ECLI:NL:CRVB:2005:AS8915
Centrale Raad van Beroep
- Hoger beroep
- B.J. van der Net
- Rechtspraak.nl
Privaatrechtelijke dienstbetrekking en looncontrole in sociale werknemersverzekeringen
In deze zaak, behandeld door de Centrale Raad van Beroep op 24 februari 2005, staat de vraag centraal of betrokkenen werkzaamheden hebben verricht in een privaatrechtelijke dienstbetrekking voor appellante, een besloten vennootschap die zich bezighoudt met de montage en reparatie van deuren en aanverwante artikelen. De zaak is ontstaan na een looncontrole door de looninspecteur van het Uitvoeringsinstituut werknemersverzekeringen, die concludeerde dat de betrokkenen verplicht verzekerd zijn voor de sociale werknemersverzekeringen. Appellante betwistte deze conclusie en stelde dat er geen sprake was van een gezagsverhouding, noch van een verplichting tot loonbetaling, aangezien betrokkenen facturen indiende voor hun werkzaamheden.
De rechtbank oordeelde dat appellante in tijden van drukte een beroep deed op betrokkenen en dat zij eerder in loondienst hetzelfde werk hadden verricht. Het beroep van appellante werd ongegrond verklaard. In hoger beroep herhaalde appellante haar standpunten, maar de Raad oordeelde dat de drie essentiële kenmerken van een privaatrechtelijke dienstbetrekking aanwezig waren: een gezagsverhouding, de verplichting tot persoonlijke dienstverlening en de verplichting tot loonbetaling.
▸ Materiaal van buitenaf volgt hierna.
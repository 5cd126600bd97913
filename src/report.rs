//! The full dashboard for one selection, as a single serializable value.

use std::fmt::Write as _;

use serde::Serialize;

use crate::{
    data::{ChartEntry, Column, format_thousands},
    filter::{ChartView, Selection},
    rankings::{self, Entity, Highlight, MoverRecord, TopEntity, TrackSeries},
    rollup::{self, DailyRollup, Kpis},
    table::render_table,
};

#[derive(Debug, Clone, Serialize)]
pub struct DashboardReport {
    pub selection: Selection,
    pub kpis: Kpis,
    pub trends: Vec<DailyRollup>,
    pub top_tracks: Vec<TopEntity>,
    pub top_artists: Vec<TopEntity>,
    pub movers: Vec<MoverRecord>,
    pub highlights: Vec<Highlight>,
    pub drilldown: Option<TrackSeries>,
    pub table: Vec<ChartEntry>,
}

impl DashboardReport {
    /// `track` picks the drilldown; by default the first name in the picker.
    pub fn build(
        selection: &Selection,
        view: &ChartView<'_>,
        track: Option<&str>,
        search: Option<&str>,
    ) -> Self {
        let drilldown_track = match track {
            Some(name) => Some(name.to_string()),
            None => view.tracks().into_iter().next(),
        };
        let table = view
            .search(search.unwrap_or(""))
            .sorted_by_date_and_position()
            .entries()
            .iter()
            .map(|entry| (*entry).clone())
            .collect();
        Self {
            selection: selection.clone(),
            kpis: Kpis::compute(view, selection.start, selection.end),
            trends: rollup::daily_rollups(view),
            top_tracks: rankings::top_entities(view, Entity::Track),
            top_artists: rankings::top_entities(view, Entity::Artist),
            movers: rankings::movers(view),
            highlights: rankings::highlights(view),
            drilldown: drilldown_track.map(|name| rankings::track_series(view, &name)),
            table,
        }
    }

    pub fn render_text(&self, columns: &[Column]) -> String {
        let mut out = String::new();

        section(&mut out, "KPIs");
        out.push_str(&render_table(&["metric", "value"], &self.kpis.to_rows()));

        section(&mut out, "Temporal trends");
        let trend_rows = self.trends.iter().map(DailyRollup::to_row).collect::<Vec<_>>();
        out.push_str(&render_table(&DailyRollup::HEADERS, &trend_rows));

        section(&mut out, "Top 10 tracks");
        out.push_str(&render_top(Entity::Track, &self.top_tracks));
        section(&mut out, "Top 10 artists");
        out.push_str(&render_top(Entity::Artist, &self.top_artists));

        section(&mut out, "Movers (higher = better)");
        let mover_rows = self.movers.iter().map(MoverRecord::to_row).collect::<Vec<_>>();
        out.push_str(&render_table(&MoverRecord::HEADERS, &mover_rows));

        section(&mut out, "Highlights (most total streams)");
        let highlight_rows = self
            .highlights
            .iter()
            .map(Highlight::to_row)
            .collect::<Vec<_>>();
        out.push_str(&render_table(&Highlight::HEADERS, &highlight_rows));

        if let Some(series) = &self.drilldown {
            section(&mut out, &format!("Track drilldown: {}", series.track));
            out.push_str(&render_table(&TrackSeries::HEADERS, &series.to_rows()));
        }

        section(&mut out, "Data table");
        out.push_str(&render_entries(columns, self.table.iter()));
        out
    }
}

fn section(out: &mut String, title: &str) {
    if !out.is_empty() {
        out.push('\n');
    }
    let _ = writeln!(out, "== {title} ==");
}

pub fn render_top(entity: Entity, top: &[TopEntity]) -> String {
    let rows = top
        .iter()
        .map(|item| vec![item.name.clone(), format_thousands(item.total_streams)])
        .collect::<Vec<_>>();
    render_table(&[entity.label(), "total_streams"], &rows)
}

pub fn render_entries<'a, I>(columns: &[Column], entries: I) -> String
where
    I: IntoIterator<Item = &'a ChartEntry>,
{
    let headers = columns.iter().map(Column::header).collect::<Vec<_>>();
    let rows = entries
        .into_iter()
        .map(|entry| columns.iter().map(|column| entry.value(*column)).collect())
        .collect::<Vec<Vec<String>>>();
    render_table(&headers, &rows)
}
De Raad concludeerde dat betrokkenen hun werkzaamheden persoonlijk hebben verricht en dat de facturering aan appellante als een contraprestatie voor arbeid moest worden beschouwd.
De Raad bevestigde de aangevallen uitspraak en oordeelde dat er geen termen aanwezig waren om toepassing te geven aan artikel 8:75 van de Algemene wet bestuursrecht. De uitspraak benadrukt het belang van de gezagsverhouding in de beoordeling van privaatrechtelijke dienstbetrekkingen en de verplichtingen die daaruit voortvloeien voor zowel de werkgever als de werknemer.